LeaderBee · 27/10/2025 15:54

Says he could fall in love with you but doesn't want a relationship.
Is over an hour away
Has a load of baggage and drama from his last relationship.

I'd throw this one back.

TheBlueHotel · 27/10/2025 15:57

He's asking you if you love him while telling y you he's not ready for a relationship?! Throw this one back, he's a head fuck

Sartre · 27/10/2025 16:05

I don’t know how old you are, I can’t make any assumptions based on you being a widow incase your husband died young or you married a much older man. This reads like someone quite young though and I say this as a 32 year old so not massively old myself. It’s the sort of headfucking shit I went through in my late teens/early 20s.

He’s evidently still tied to the previous GF and possibly still shagging her hence not wanting a relationship with you. You weren’t massively unreasonable to state the fact you wanted something more serious after 3 dates and months of messaging but he told you all you need to know, he doesn’t want this. Men only say the “I could see myself loving you one day” if they’re never going to love you. He’s stringing you along, thinks you’re fun, great as a fuck buddy but nothing more.

Sorry but you’ve been through enough and he isn’t the one.

Pluto5 · 27/10/2025 16:13

Sartre · 27/10/2025 16:05

I don’t know how old you are, I can’t make any assumptions based on you being a widow incase your husband died young or you married a much older man. This reads like someone quite young though and I say this as a 32 year old so not massively old myself. It’s the sort of headfucking shit I went through in my late teens/early 20s.

He’s evidently still tied to the previous GF and possibly still shagging her hence not wanting a relationship with you.
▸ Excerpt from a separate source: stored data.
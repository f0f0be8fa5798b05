use crate::Fingerprint;

/// What to do when a target is seen for the first time.
#[derive(Debug, Clone, Copy, PartialEq, Eq, Default)]
pub enum BaselinePolicy {
    /// Record the baseline without telling anyone.
    #[default]
    Silent,
    /// Record the baseline and send a one-off "monitoring started" notice.
    Announced,
}

/// Comparison of the current fingerprint against persisted state.
#[derive(Debug, Clone, Copy, PartialEq, Eq)]
pub enum Verdict {
    NoBaseline,
    Unchanged,
    Changed,
}

/// How a run ended, as far as the state machine is concerned.
#[derive(Debug, Clone, Copy, PartialEq, Eq)]
pub enum RunOutcome {
    Baselined,
    Unchanged,
    /// Change delivered; its fingerprint has been handed over for commit.
    ChangeNotified,
    /// Change detected but delivery failed; the old baseline stays.
    ChangeUndelivered,
    FetchFailed,
    StateUnavailable,
}

#[derive(Debug, Clone, Copy, PartialEq, Eq, Default)]
pub enum Phase {
    #[default]
    Ready,
    /// A change notice is in flight; `pending` is committed only on delivery.
    AwaitingDelivery { pending: Fingerprint },
    Finished(RunOutcome),
}

/// State of a single check run. Passed into and returned from [`crate::update`].
#[derive(Debug, Clone, PartialEq, Eq, Default)]
pub struct CheckState {
    url: String,
    policy: BaselinePolicy,
    phase: Phase,
    verdict: Option<Verdict>,
}

impl CheckState {
    pub fn new(url: impl Into<String>, policy: BaselinePolicy) -> Self {
        Self {
            url: url.into(),
            policy,
            phase: Phase::Ready,
            verdict: None,
        }
    }

    pub fn url(&self) -> &str {
        &self.url
    }

    pub fn policy(&self) -> BaselinePolicy {
        self.policy
    }

    pub fn phase(&self) -> Phase {
        self.phase
    }

    pub fn verdict(&self) -> Option<Verdict> {
        self.verdict
    }

    pub fn outcome(&self) -> Option<RunOutcome> {
        match self.phase {
            Phase::Finished(outcome) => Some(outcome),
            _ => None,
        }
    }

    pub fn is_finished(&self) -> bool {
        matches!(self.phase, Phase::Finished(_))
    }

    pub(crate) fn is_ready(&self) -> bool {
        self.phase == Phase::Ready
    }

    pub(crate) fn record_verdict(&mut self, verdict: Verdict) {
        self.verdict = Some(verdict);
    }

    pub(crate) fn await_delivery(&mut self, pending: Fingerprint) {
        self.phase = Phase::AwaitingDelivery { pending };
    }

    pub(crate) fn finish(&mut self, outcome: RunOutcome) {
        self.phase = Phase::Finished(outcome);
    }
}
You weren’t massively unreasonable to state the fact you wanted something more serious after 3 dates and months of messaging but he told you all you need to know, he doesn’t want this. Men only say the “I could see myself loving you one day” if they’re never going to love you. He’s stringing you along, thinks you’re fun, great as a fuck buddy but nothing more.
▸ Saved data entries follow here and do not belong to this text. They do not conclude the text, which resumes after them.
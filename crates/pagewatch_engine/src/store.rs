use std::collections::HashMap;
use std::fs::{self, File, OpenOptions};
use std::io;
use std::path::{Path, PathBuf};
use std::sync::Mutex;

use fs2::FileExt;
use pagewatch_core::{Fingerprint, FingerprintParseError, MonitorKey};
use pagewatch_logging::{watch_debug, watch_info};
use sha2::{Digest, Sha256};

use crate::persist::{ensure_state_dir, replace_file, PersistError};

pub const DEFAULT_STATE_FILE: &str = "state/last_hash.txt";

#[derive(Debug, thiserror::Error)]
pub enum StoreError {
    #[error("could not read state at {path}: {source}")]
    Read { path: PathBuf, source: io::Error },
    #[error("state at {path} is not a fingerprint: {source}")]
    Corrupt {
        path: PathBuf,
        source: FingerprintParseError,
    },
    #[error("could not write state: {0}")]
    Write(#[from] PersistError),
    #[error("state at {0} is locked by another run")]
    Busy(PathBuf),
    #[error("could not lock state at {path}: {source}")]
    Lock { path: PathBuf, source: io::Error },
}

/// Durable slot holding the last committed fingerprint per target.
pub trait StateStore: Send + Sync {
    /// `Ok(None)` means no baseline exists; any other failure is an error.
    fn load(&self, key: &MonitorKey) -> Result<Option<Fingerprint>, StoreError>;
    fn save(&self, key: &MonitorKey, fingerprint: &Fingerprint) -> Result<(), StoreError>;
}

#[derive(Debug, Clone, PartialEq, Eq)]
pub enum StateLayout {
    /// One file, whatever the key.
    SingleFile(PathBuf),
    /// One file per key inside a directory.
    PerTarget(PathBuf),
}

/// Plain-text state files: one lowercase hex fingerprint per file.
#[derive(Debug, Clone)]
pub struct FileStateStore {
    layout: StateLayout,
}

impl FileStateStore {
    pub fn new(layout: StateLayout) -> Self {
        Self { layout }
    }

    pub fn single_file(path: impl Into<PathBuf>) -> Self {
        Self::new(StateLayout::SingleFile(path.into()))
    }

    pub fn per_target(dir: impl Into<PathBuf>) -> Self {
        Self::new(StateLayout::PerTarget(dir.into()))
    }

    pub fn path_for(&self, key: &MonitorKey) -> PathBuf {
        match &self.layout {
            StateLayout::SingleFile(path) => path.clone(),
            StateLayout::PerTarget(dir) => dir.join(state_filename(key)),
        }
    }

    /// Take the single-writer lock for `key` without waiting.
    ///
    /// The lock lives in a sibling `.lock` file and is released when the guard drops.
    pub fn try_lock(&self, key: &MonitorKey) -> Result<StateLock, StoreError> {
        let path = self.path_for(key).with_extension("lock");
        if let Some(parent) = parent_dir(&path) {
            ensure_state_dir(parent)?;
        }
        let file = OpenOptions::new()
            .create(true)
            .truncate(false)
            .read(true)
            .write(true)
            .open(&path)
            .map_err(|source| StoreError::Lock {
                path: path.clone(),
                source,
            })?;
        match file.try_lock_exclusive() {
            Ok(()) => {
                watch_debug!("Acquired state lock {:?}", path);
                Ok(StateLock { file, path })
            }
            Err(err) if err.kind() == fs2::lock_contended_error().kind() => Err(StoreError::Busy(path)),
            Err(source) => Err(StoreError::Lock { path, source }),
        }
    }
}

impl StateStore for FileStateStore {
    fn load(&self, key: &MonitorKey) -> Result<Option<Fingerprint>, StoreError> {
        let path = self.path_for(key);
        let content = match fs::read_to_string(&path) {
            Ok(text) => text,
            Err(err) if err.kind() == io::ErrorKind::NotFound => return Ok(None),
            Err(source) => return Err(StoreError::Read { path, source }),
        };
        if content.trim().is_empty() {
            return Ok(None);
        }
        content
            .parse::<Fingerprint>()
            .map(Some)
            .map_err(|source| StoreError::Corrupt { path, source })
    }

    fn save(&self, key: &MonitorKey, fingerprint: &Fingerprint) -> Result<(), StoreError> {
        let path = self.path_for(key);
        replace_file(&path, &fingerprint.to_hex())?;
        watch_info!("Fingerprint {} saved to {:?}", fingerprint, path);
        Ok(())
    }
}

/// Exclusive hold on a state slot for the duration of a run.
#[derive(Debug)]
pub struct StateLock {
    file: File,
    path: PathBuf,
}

impl StateLock {
    pub fn path(&self) -> &Path {
        &self.path
    }
}

impl Drop for StateLock {
    fn drop(&mut self) {
        let _ = FileExt::unlock(&self.file);
    }
}

/// Keeps state in memory; for tests and dry runs.
#[derive(Debug, Default)]
pub struct MemoryStateStore {
    slots: Mutex<HashMap<MonitorKey, Fingerprint>>,
}

impl MemoryStateStore {
    pub fn new() -> Self {
        Self::default()
    }

    pub fn with_entry(key: MonitorKey, fingerprint: Fingerprint) -> Self {
        let store = Self::default();
        store.insert(key, fingerprint);
        store
    }

    pub fn insert(&self, key: MonitorKey, fingerprint: Fingerprint) {
        if let Ok(mut slots) = self.slots.lock() {
            slots.insert(key, fingerprint);
        }
    }

    pub fn get(&self, key: &MonitorKey) -> Option<Fingerprint> {
        self.slots.lock().ok().and_then(|slots| slots.get(key).copied())
    }
}

impl StateStore for MemoryStateStore {
    fn load(&self, key: &MonitorKey) -> Result<Option<Fingerprint>, StoreError> {
        Ok(self.get(key))
    }

    fn save(&self, key: &MonitorKey, fingerprint: &Fingerprint) -> Result<(), StoreError> {
        self.insert(key.clone(), *fingerprint);
        Ok(())
    }
}

/// `last_hash--{first 8 hex of sha256(key)}.txt`
pub fn state_filename(key: &MonitorKey) -> String {
    let digest = Sha256::digest(key.as_str().as_bytes());
    let mut name = String::from("last_hash--");
    for byte in digest.iter().take(4) {
        use std::fmt::Write;
        let _ = write!(&mut name, "{byte:02x}");
    }
    name.push_str(".txt");
    name
}

fn parent_dir(path: &Path) -> Option<&Path> {
    path.parent().filter(|p| !p.as_os_str().is_empty())
}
Sorry but you’ve been through enough and he isn’t the one.

I'm 40 so not young but this new way of dating is all a headfry to me.

I don't get why he FaceTimes me every night etc if he just wants sex.

I've got more of an issue that I'm anxious waiting for him. Like it's triggered something in me.

I didn't even like him a few weeks ago, I wish I'd never had sex with him. Maybe I should cut contact

OP posts:
BauhausOfEliott · 27/10/2025 16:41

I'm not sure who's waving more red flags here, you or him.

This isn't healthy for either of you.

Outofthebluetoo · 27/10/2025 17:47

He’ll be asking you for money next.
do you want a life dealing with all his baggage ?
move on .

nopiesleftinthisvehicle · 27/10/2025 18:39

Kindly OP, what does the size of his appendage have to do with any of this?
Is it gold plated or something 🤔

whimsicallyprickly · 27/10/2025 18:48

I'd have some therapy rather than jump into a relationship/sex. I think you need some emotional guidance and advice. Not a bloke

FaitesVosJeux · 27/10/2025 18:51

You refer to him as a 'lad'. Is he 14 or something? The whole thing sounds rather sordid.

Silverbirchleaf · 27/10/2025 18:51

He’s not ready to be in a relationship, and has too much baggage.

I’d throw this one back. You didn’t even fancy him at first.

Pluto5 · 27/10/2025 21:50

Silverbirchleaf · 27/10/2025 18:51

He’s not ready to be in a relationship, and has too much baggage.

I’d throw this one back. You didn’t even fancy him at first.

I agree, I just need to go back to not fancying him. I seem to keep doing this. Men I don't really find attractive pursue me and eventually I get feelings for them then they show their true colours. It's all rather annoying.